Payton's play, savvy may be key to Celtics' success

WALTHAM -- This is where Gary Payton comes in.

The Celtics blew Game 2 of their opening-round playoff series against Indiana because they forgot to stick with what worked in Game 1: forcing tempo off a miss, good ball movement, high defensive energy. When you hear players saying they "relaxed" during crunch time, you've got a problem. The Celtics need a strong, stable veteran to make sure that doesn't happen again, and the guy who has been around the longest and gone the furthest in the postseason is prepared to fill that role.

Gary Payton as the voice of reason? Pretty interesting concept, you've got to admit. In his day, Payton was a trash-talking, gum-snapping, pot-stirring instigator who backed up his bravado with All-Star defense and crafty, opportunistic offensive skills. He and former Sonics coach George Karl were often a combustible -- and flammable -- combination, but you know you have the respect of your peers when they nickname you "The Glove."

Payton no longer has the same impact on the floor, but he still has his hand on the pulse of the game, and if the Celtics want to advance to the next round, they'd be wise to heed the old man's advice. Payton has dispensed his share of it over the past 48 hours, particularly to the under-23 set, who were a big part of the solution in Game 1, but also a part of the problem in Game 2.

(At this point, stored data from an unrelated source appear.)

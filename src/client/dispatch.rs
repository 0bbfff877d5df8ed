//! The dispatch pipeline: one transport call, validated and decoded.
//!
//! Both entry shapes share a single pipeline. The awaitable form awaits it
//! directly; the callback form spawns it and attaches the continuation,
//! with all continuations serialized against one client-owned gate so
//! concurrent completions are observed one at a time.

use reqwest::StatusCode;
use serde::de::DeserializeOwned;
use tracing::{instrument, warn};

use crate::decode::{decode, DateDecodingStrategy, KeyDecodingStrategy};
use crate::diagnostics::{pretty_body, DiagnosticReport};
use crate::error::{ApiError, Result};
use crate::target::Target;

use super::builder::Client;
use super::request::{build_request, WireRequest};

/// Status codes treated as success.
///
/// The wider 200..=202 policy is used: resources created or accepted
/// asynchronously decode the same way as a plain 200.
const ACCEPTED_STATUS: [u16; 3] = [200, 201, 202];

/// Per-dispatch options: decoding strategies and diagnostics.
#[derive(Debug, Clone, Copy, Default)]
pub struct DispatchOptions {
    /// How timestamps in the response are interpreted.
    pub date_strategy: DateDecodingStrategy,
    /// How response keys are mapped onto field names.
    pub key_strategy: KeyDecodingStrategy,
    /// Emit a diagnostic report for this dispatch even when the client is
    /// not verbose.
    pub with_logs: bool,
}

impl Client {
    /// Dispatches a target and decodes the response into `T`, with default
    /// options.
    pub async fn dispatch<T: DeserializeOwned>(&self, target: &dyn Target) -> Result<T> {
        self.dispatch_with(target, DispatchOptions::default()).await
    }

    /// Dispatches a target with explicit options.
    ///
    /// Issues exactly one transport call, then classifies the outcome:
    /// transport failure → [`ApiError::DataTask`], status outside the
    /// accepted set → [`ApiError::InvalidResponseStatus`], empty body →
    /// [`ApiError::CorruptData`], undecodable body →
    /// [`ApiError::Decoding`].
    #[instrument(name = "dispatch", skip(self, target, options), fields(path = %target.path()))]
    pub async fn dispatch_with<T: DeserializeOwned>(
        &self,
        target: &dyn Target,
        options: DispatchOptions,
    ) -> Result<T> {
        let wire = build_request(target, self.config().base_url.as_ref())?;
        self.run_pipeline(&wire, options).await
    }

    /// Dispatches a target and delivers the result to `on_complete`.
    ///
    /// Non-blocking: the request is built eagerly (so descriptor errors
    /// reach the callback too), the transport call runs on the current
    /// tokio runtime, and `on_complete` fires exactly once. Callback
    /// invocations from concurrent dispatches on this client (and its
    /// clones) are serialized against a single gate.
    ///
    /// # Panics
    ///
    /// Panics if called outside a tokio runtime.
    pub fn dispatch_callback<T, F>(&self, target: &dyn Target, options: DispatchOptions, on_complete: F)
    where
        T: DeserializeOwned + Send + 'static,
        F: FnOnce(Result<T>) + Send + 'static,
    {
        let prepared = build_request(target, self.config().base_url.as_ref());
        let client = self.clone();
        tokio::spawn(async move {
            let result = match prepared {
                Ok(wire) => client.run_pipeline(&wire, options).await,
                Err(err) => Err(err),
            };
            let gate = client.callback_gate();
            let _serialized = gate.lock().await;
            on_complete(result);
        });
    }

    /// The shared pipeline body: submit, classify, decode, report.
    async fn run_pipeline<T: DeserializeOwned>(
        &self,
        wire: &WireRequest,
        options: DispatchOptions,
    ) -> Result<T> {
        let report = options.with_logs || self.config().verbose;

        match self.submit(wire).await {
            Err(err) => {
                if report {
                    self.config()
                        .diagnostics
                        .emit(&transport_failure_report(wire, &err));
                }
                Err(err)
            }
            Ok((status, body)) => {
                let result = validate_and_decode(status, &body, options);
                if report {
                    self.config().diagnostics.emit(&response_report(
                        wire,
                        status,
                        &body,
                        result.as_ref().err(),
                    ));
                }
                result
            }
        }
    }

    /// Issues exactly one transport call.
    async fn submit(&self, wire: &WireRequest) -> Result<(StatusCode, Vec<u8>)> {
        let mut request = self
            .http()
            .request(wire.method.into(), wire.url.clone())
            .headers(wire.headers.clone())
            .timeout(wire.timeout);

        if let Some(body) = &wire.body {
            request = request.body(body.clone());
        }

        let response = request.send().await.map_err(|e| {
            warn!(url = %wire.url, error = %e, "transport call failed");
            ApiError::data_task(e.to_string())
        })?;

        let status = response.status();
        let body = response
            .bytes()
            .await
            .map_err(|e| ApiError::data_task(e.to_string()))?
            .to_vec();

        Ok((status, body))
    }
}

fn validate_and_decode<T: DeserializeOwned>(
    status: StatusCode,
    body: &[u8],
    options: DispatchOptions,
) -> Result<T> {
    if !ACCEPTED_STATUS.contains(&status.as_u16()) {
        return Err(ApiError::invalid_status(status.as_u16()));
    }
    if body.is_empty() {
        return Err(ApiError::CorruptData);
    }
    decode(body, options.date_strategy, options.key_strategy)
        .map_err(|e| ApiError::decoding(e.to_string()))
}

fn base_report(wire: &WireRequest) -> DiagnosticReport {
    let headers = wire
        .headers
        .iter()
        .map(|(name, value)| {
            (
                name.to_string(),
                value.to_str().unwrap_or("<opaque>").to_string(),
            )
        })
        .collect();

    DiagnosticReport {
        method: wire.method.as_str(),
        url: wire.url.to_string(),
        headers,
        request_body: wire.body.as_deref().map(pretty_body),
        status: None,
        response_body: None,
        error: None,
    }
}

fn transport_failure_report(wire: &WireRequest, err: &ApiError) -> DiagnosticReport {
    DiagnosticReport {
        error: Some(err.to_string()),
        ..base_report(wire)
    }
}

fn response_report(
    wire: &WireRequest,
    status: StatusCode,
    body: &[u8],
    err: Option<&ApiError>,
) -> DiagnosticReport {
    DiagnosticReport {
        status: Some(status.as_u16()),
        response_body: Some(pretty_body(body)),
        error: err.map(ToString::to_string),
        ..base_report(wire)
    }
}
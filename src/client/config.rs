use std::fmt;
use std::sync::Arc;
use std::time::Duration;

use url::Url;

use crate::diagnostics::{DiagnosticSink, TracingSink};
use crate::error::{ApiError, Result};

/// Client configuration.
///
/// The base URL is injected here at construction time and read by every
/// request build; there is no ambient mutable base-URL state anywhere in
/// the crate.
#[derive(Clone)]
pub struct ClientConfig {
    /// Base URL applied when a target does not carry its own.
    pub base_url: Option<Url>,
    /// Default `User-Agent` header value.
    pub user_agent: String,
    /// TCP connection timeout (default: 10 seconds).
    pub connect_timeout: Duration,
    /// Emit a diagnostic report for every dispatch, not only those that
    /// ask for logs individually.
    pub verbose: bool,
    /// Observer receiving diagnostic reports.
    pub diagnostics: Arc<dyn DiagnosticSink>,
}

impl Default for ClientConfig {
    fn default() -> Self {
        Self {
            base_url: None,
            user_agent: concat!("waypost/", env!("CARGO_PKG_VERSION")).to_string(),
            connect_timeout: Duration::from_secs(10),
            verbose: false,
            diagnostics: Arc::new(TracingSink),
        }
    }
}

impl ClientConfig {
    /// Creates a configuration with the given base URL.
    ///
    /// # Errors
    ///
    /// Returns [`ApiError::InvalidUrl`] if the string is not a valid URL.
    pub fn with_base_url(base_url: impl AsRef<str>) -> Result<Self> {
        let url = Url::parse(base_url.as_ref()).map_err(|_| ApiError::InvalidUrl)?;
        Ok(Self {
            base_url: Some(url),
            ..Self::default()
        })
    }
}

impl fmt::Debug for ClientConfig {
    fn fmt(&self, f: &mut fmt::Formatter<'_>) -> fmt::Result {
        f.debug_struct("ClientConfig")
            .field("base_url", &self.base_url)
            .field("user_agent", &self.user_agent)
            .field("connect_timeout", &self.connect_timeout)
            .field("verbose", &self.verbose)
            .finish_non_exhaustive()
    }
}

"I think the young guys have some mixed emotions," reported Payton yesterday, before departing to Indianapolis with his teammates. "When we're winning Game 1, and we're up, 10 or 15 points, they're taking shots. When we're down, 3 or 4, in Game 2, they're not taking shots. We had a couple of guys who looked like they were scared on the video."

Payton (4 points, 4 assists, 3 turnovers) wasn't at his best in Game 2 either, but his issues have nothing to do with being afraid. He was frustrated the offense broke down into the same isolation jumpers that have haunted this club on and off all season, and he didn't do enough to buck that trend. He logged 35 minutes and, like a number of other starters, looked wilted down the stretch.

But Payton was in no mood yesterday to listen to anyone question coach Doc Rivers for his substitution pattern (or lack thereof). The blood-thirsty shut-ins want to know why rookie Al Jefferson wasn't on the floor in that fourth quarter, and Payton is happy to explain it.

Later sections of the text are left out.